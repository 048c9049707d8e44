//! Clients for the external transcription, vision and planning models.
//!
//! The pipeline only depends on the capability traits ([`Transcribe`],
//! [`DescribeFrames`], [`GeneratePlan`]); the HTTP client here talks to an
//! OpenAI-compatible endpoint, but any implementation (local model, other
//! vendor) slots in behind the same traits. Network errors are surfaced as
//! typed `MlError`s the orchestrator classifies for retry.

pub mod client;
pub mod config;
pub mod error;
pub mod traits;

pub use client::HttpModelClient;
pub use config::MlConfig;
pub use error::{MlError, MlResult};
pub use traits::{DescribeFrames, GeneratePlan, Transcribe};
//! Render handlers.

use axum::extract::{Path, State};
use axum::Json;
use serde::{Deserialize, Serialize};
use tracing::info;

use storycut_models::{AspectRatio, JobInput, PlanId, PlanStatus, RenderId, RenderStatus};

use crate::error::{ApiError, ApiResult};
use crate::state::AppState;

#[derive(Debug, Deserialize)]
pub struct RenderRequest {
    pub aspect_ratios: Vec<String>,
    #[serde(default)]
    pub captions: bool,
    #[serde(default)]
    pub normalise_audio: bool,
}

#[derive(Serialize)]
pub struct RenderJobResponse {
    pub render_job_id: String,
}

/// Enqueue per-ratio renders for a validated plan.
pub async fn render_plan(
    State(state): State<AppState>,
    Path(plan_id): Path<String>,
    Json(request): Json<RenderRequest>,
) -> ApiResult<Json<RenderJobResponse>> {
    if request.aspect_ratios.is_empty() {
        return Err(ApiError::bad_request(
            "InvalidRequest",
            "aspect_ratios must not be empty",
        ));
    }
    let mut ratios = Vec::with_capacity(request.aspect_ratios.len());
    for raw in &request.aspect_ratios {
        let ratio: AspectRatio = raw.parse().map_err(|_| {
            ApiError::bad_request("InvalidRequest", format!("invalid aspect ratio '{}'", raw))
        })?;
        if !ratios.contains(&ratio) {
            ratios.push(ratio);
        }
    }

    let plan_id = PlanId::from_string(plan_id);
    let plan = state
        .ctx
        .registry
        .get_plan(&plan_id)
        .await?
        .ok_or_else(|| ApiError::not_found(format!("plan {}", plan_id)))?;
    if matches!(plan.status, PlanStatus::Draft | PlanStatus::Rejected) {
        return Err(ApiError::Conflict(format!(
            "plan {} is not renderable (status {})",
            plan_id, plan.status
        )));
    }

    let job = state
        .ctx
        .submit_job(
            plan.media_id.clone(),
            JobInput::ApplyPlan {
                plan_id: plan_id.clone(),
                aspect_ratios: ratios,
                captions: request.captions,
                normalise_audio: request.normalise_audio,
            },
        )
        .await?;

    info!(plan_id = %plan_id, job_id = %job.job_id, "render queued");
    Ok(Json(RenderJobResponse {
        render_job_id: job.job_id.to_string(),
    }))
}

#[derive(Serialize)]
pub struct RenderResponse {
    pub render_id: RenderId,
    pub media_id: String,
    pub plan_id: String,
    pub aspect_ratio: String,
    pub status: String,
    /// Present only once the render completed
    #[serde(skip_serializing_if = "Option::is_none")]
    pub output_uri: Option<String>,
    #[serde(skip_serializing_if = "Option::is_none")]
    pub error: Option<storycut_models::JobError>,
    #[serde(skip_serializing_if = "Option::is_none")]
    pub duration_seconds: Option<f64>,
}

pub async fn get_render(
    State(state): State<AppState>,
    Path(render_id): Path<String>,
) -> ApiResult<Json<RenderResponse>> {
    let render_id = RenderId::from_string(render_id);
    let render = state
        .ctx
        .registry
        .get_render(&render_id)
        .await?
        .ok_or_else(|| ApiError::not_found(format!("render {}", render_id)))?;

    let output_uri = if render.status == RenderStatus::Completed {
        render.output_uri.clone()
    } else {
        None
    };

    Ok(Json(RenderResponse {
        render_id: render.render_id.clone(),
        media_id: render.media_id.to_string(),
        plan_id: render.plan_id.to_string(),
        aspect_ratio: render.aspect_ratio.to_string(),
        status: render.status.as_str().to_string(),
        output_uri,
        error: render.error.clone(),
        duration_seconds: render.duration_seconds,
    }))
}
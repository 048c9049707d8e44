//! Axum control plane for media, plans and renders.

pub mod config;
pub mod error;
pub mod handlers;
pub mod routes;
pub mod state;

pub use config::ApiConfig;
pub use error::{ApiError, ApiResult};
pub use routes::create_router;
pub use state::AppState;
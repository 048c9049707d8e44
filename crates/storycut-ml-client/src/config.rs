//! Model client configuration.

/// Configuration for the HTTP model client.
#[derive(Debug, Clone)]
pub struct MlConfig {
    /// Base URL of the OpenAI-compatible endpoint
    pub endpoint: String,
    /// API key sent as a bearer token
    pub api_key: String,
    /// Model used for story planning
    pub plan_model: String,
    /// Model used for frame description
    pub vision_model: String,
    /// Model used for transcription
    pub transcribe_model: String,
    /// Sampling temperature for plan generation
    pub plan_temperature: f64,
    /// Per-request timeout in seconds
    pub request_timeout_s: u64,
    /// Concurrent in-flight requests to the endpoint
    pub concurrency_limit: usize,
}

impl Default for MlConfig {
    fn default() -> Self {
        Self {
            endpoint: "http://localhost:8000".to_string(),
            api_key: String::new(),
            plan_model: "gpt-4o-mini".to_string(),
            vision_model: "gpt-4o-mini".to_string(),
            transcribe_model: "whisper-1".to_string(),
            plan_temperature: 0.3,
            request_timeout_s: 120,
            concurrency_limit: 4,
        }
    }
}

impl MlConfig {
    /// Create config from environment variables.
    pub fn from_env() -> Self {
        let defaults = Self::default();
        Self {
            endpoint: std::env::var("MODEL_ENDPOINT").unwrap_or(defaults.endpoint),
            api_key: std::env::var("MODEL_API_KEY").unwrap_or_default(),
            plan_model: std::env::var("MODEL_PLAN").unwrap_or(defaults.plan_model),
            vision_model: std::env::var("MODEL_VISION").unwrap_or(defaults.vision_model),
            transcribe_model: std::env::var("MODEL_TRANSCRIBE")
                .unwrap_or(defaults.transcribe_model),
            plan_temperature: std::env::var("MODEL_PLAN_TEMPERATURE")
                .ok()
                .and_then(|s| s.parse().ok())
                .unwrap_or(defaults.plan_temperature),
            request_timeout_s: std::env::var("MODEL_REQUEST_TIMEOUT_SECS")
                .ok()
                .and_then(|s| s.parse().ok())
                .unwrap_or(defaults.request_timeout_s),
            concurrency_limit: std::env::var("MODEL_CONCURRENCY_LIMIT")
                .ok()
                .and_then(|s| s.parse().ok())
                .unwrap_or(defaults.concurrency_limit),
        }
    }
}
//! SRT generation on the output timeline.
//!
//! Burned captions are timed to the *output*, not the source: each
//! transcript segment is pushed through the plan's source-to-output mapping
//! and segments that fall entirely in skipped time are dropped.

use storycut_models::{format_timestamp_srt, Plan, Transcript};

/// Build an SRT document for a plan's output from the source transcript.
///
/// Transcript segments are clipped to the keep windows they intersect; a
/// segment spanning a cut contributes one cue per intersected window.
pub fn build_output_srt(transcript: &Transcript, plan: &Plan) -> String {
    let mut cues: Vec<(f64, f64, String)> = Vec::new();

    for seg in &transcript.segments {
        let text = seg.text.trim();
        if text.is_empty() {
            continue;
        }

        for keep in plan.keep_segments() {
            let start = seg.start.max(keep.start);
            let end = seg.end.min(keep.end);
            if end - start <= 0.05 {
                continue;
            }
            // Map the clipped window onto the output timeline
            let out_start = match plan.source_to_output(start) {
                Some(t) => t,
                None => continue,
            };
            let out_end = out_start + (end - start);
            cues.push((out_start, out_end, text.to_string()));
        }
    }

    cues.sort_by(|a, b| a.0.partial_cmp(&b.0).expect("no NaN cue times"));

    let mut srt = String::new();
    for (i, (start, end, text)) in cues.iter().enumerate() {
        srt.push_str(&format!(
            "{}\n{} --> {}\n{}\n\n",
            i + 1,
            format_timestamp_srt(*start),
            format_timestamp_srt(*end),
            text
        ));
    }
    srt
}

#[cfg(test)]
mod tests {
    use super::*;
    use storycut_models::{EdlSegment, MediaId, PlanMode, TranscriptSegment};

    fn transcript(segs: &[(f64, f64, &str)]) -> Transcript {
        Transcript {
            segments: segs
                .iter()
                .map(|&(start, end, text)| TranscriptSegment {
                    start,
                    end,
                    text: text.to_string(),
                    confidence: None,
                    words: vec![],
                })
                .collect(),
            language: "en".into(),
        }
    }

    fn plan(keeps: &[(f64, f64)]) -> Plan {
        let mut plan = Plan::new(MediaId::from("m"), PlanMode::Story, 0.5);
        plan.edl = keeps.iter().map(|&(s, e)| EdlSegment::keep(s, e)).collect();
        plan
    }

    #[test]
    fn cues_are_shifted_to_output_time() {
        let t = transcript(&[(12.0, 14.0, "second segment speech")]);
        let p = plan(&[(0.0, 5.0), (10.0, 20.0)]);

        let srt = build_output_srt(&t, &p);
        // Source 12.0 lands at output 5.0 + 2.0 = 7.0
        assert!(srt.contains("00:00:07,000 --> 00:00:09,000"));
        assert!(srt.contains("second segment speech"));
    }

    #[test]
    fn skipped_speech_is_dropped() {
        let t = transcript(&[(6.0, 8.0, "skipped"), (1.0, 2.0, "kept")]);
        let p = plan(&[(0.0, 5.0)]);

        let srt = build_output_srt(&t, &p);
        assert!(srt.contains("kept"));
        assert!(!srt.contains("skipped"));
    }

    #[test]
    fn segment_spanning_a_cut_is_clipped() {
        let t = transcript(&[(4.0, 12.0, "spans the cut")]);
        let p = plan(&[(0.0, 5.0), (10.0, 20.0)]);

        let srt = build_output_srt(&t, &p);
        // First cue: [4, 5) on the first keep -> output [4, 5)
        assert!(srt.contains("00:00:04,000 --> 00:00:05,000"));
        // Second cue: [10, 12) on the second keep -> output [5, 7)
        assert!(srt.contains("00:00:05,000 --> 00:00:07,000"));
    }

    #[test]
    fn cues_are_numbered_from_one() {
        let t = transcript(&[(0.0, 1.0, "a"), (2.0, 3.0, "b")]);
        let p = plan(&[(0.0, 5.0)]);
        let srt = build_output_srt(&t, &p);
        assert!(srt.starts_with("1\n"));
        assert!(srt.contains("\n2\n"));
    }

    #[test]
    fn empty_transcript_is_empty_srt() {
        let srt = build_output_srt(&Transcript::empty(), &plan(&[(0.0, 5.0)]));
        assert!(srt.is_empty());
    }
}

◇ ◇ ◇

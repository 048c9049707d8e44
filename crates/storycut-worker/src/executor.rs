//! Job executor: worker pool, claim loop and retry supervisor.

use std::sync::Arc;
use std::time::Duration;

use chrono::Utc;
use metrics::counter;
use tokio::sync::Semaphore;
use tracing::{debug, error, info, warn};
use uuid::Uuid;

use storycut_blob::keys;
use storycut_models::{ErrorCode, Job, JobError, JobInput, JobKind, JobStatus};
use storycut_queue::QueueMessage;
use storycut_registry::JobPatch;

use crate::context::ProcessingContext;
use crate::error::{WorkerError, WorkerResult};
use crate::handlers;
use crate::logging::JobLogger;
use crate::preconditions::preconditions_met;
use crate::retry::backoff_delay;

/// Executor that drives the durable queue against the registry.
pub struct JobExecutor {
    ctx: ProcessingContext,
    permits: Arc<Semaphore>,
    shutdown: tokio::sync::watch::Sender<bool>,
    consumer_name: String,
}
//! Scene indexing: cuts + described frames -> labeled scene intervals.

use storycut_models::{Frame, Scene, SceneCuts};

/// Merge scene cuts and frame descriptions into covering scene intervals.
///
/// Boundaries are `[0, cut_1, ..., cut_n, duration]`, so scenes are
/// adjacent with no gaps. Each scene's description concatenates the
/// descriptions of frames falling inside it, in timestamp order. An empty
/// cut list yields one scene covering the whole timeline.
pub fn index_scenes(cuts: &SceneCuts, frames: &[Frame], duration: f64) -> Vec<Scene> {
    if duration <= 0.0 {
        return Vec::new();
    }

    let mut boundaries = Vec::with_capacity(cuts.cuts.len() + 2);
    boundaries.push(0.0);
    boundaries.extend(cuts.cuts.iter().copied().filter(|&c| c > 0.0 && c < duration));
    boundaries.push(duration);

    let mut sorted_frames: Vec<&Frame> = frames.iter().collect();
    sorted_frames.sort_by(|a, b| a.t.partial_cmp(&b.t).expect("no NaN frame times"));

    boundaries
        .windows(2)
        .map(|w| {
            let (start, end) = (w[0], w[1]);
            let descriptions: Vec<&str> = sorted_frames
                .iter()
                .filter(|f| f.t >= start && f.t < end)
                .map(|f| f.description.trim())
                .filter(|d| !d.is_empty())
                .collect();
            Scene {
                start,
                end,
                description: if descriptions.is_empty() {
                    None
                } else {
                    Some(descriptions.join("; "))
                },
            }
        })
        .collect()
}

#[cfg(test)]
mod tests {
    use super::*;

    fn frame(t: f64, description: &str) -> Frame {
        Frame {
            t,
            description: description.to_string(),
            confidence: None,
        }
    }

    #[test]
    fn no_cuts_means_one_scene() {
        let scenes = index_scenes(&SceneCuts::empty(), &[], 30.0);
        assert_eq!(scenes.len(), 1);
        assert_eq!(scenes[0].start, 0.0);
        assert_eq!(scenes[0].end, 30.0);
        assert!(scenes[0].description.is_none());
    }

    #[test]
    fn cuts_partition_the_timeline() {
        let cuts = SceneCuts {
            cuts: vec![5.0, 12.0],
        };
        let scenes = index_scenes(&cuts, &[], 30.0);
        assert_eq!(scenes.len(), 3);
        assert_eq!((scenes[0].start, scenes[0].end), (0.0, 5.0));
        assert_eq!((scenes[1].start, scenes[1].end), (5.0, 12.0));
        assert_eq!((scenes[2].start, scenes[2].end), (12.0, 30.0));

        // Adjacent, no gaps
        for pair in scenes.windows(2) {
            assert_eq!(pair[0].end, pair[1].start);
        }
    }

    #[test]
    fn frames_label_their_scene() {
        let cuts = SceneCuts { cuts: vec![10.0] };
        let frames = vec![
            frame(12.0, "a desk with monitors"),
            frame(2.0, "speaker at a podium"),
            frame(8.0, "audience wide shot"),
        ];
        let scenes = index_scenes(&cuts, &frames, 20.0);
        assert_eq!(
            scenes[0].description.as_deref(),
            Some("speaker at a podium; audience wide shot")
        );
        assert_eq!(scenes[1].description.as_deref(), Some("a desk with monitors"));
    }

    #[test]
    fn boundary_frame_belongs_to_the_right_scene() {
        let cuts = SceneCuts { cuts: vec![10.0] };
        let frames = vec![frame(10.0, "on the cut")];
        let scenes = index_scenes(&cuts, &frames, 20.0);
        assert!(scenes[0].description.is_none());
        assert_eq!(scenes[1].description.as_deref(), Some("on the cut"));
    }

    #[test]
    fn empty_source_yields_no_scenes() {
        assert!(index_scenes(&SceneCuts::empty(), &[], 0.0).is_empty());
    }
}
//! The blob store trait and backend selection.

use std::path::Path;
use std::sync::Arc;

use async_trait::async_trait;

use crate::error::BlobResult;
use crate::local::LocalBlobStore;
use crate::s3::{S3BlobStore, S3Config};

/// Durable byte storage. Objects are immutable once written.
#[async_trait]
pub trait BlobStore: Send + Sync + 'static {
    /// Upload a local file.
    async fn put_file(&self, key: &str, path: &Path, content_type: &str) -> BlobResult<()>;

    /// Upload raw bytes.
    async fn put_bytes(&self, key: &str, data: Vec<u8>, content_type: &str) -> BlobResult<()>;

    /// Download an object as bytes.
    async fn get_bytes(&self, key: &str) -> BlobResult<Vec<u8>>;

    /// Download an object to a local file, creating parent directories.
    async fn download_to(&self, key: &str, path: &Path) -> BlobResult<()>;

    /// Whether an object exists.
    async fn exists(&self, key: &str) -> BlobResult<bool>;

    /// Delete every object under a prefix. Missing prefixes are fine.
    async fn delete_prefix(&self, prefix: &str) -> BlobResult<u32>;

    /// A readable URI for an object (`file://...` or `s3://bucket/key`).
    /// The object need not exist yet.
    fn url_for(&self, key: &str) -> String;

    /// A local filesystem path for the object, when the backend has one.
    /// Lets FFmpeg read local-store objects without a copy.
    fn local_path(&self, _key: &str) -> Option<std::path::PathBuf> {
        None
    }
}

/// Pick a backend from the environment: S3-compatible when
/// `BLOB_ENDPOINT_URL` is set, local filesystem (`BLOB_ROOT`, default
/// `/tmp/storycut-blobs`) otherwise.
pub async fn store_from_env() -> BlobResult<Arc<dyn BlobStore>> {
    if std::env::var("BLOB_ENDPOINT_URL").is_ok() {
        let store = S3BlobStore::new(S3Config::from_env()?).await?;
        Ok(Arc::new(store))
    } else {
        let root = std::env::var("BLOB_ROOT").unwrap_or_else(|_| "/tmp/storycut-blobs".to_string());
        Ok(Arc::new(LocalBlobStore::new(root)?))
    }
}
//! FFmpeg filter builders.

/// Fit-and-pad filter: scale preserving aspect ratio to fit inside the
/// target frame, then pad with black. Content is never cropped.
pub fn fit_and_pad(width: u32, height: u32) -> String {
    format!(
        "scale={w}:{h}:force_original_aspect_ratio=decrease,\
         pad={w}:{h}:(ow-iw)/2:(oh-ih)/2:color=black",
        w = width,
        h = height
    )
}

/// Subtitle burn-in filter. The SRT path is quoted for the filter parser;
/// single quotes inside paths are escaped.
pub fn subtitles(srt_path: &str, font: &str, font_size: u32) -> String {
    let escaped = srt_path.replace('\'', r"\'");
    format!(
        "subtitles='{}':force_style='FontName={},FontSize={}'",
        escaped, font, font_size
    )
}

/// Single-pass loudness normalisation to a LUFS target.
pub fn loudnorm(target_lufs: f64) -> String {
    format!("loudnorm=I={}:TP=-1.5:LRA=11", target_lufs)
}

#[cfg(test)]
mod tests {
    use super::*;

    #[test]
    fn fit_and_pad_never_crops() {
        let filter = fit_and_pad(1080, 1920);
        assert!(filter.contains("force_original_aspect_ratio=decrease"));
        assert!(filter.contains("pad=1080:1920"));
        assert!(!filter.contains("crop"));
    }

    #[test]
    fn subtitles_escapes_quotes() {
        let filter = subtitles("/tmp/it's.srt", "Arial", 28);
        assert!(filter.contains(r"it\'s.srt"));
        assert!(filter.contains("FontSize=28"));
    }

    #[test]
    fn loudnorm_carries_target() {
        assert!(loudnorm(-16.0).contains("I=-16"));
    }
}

◇ ◇ ◇

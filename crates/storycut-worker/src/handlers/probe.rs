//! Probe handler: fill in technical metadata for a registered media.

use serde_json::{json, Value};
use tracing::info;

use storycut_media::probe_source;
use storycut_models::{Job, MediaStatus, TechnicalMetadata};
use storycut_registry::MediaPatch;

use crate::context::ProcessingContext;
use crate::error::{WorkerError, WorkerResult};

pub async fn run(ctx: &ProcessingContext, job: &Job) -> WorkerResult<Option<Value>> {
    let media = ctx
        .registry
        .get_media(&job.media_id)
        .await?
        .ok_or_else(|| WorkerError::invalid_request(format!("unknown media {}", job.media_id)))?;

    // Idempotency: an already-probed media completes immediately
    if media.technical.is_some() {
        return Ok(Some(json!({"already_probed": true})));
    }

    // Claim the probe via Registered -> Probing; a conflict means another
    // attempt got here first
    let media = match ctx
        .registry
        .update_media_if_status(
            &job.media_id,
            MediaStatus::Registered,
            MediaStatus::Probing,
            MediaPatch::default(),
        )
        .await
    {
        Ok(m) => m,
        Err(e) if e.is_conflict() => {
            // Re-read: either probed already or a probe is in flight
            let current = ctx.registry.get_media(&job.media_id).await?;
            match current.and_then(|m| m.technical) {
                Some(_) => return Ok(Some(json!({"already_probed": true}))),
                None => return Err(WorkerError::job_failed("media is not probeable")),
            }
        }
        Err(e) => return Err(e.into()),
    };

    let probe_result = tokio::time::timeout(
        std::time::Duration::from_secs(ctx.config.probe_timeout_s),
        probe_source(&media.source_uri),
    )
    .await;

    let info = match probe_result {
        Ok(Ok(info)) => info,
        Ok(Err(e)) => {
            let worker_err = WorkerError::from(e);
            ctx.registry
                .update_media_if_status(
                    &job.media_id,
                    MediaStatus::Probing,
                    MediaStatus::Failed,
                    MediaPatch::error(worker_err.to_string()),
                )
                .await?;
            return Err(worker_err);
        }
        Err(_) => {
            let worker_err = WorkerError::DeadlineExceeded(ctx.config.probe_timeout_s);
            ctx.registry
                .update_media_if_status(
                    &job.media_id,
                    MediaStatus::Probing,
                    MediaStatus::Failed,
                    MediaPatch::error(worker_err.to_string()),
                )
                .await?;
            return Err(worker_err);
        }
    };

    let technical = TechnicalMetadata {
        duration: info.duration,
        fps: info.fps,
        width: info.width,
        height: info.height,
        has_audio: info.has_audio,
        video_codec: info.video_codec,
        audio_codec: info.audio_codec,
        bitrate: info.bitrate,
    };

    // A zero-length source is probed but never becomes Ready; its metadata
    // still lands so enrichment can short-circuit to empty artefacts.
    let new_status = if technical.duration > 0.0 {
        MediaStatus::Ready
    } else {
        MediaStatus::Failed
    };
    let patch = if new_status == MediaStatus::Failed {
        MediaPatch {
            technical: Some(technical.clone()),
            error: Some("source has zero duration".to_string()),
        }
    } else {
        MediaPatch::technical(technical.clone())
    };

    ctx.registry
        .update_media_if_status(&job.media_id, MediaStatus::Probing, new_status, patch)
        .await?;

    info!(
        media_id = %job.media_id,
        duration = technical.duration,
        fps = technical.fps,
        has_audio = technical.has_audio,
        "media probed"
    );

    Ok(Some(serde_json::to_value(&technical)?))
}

◇ ◇ ◇

**What to do**
Copy from the entries above each line in which the string "MlError" can be found.

**Reply to the task**
//! typed `MlError`s the orchestrator classifies for retry.
pub use error::{MlError, MlResult};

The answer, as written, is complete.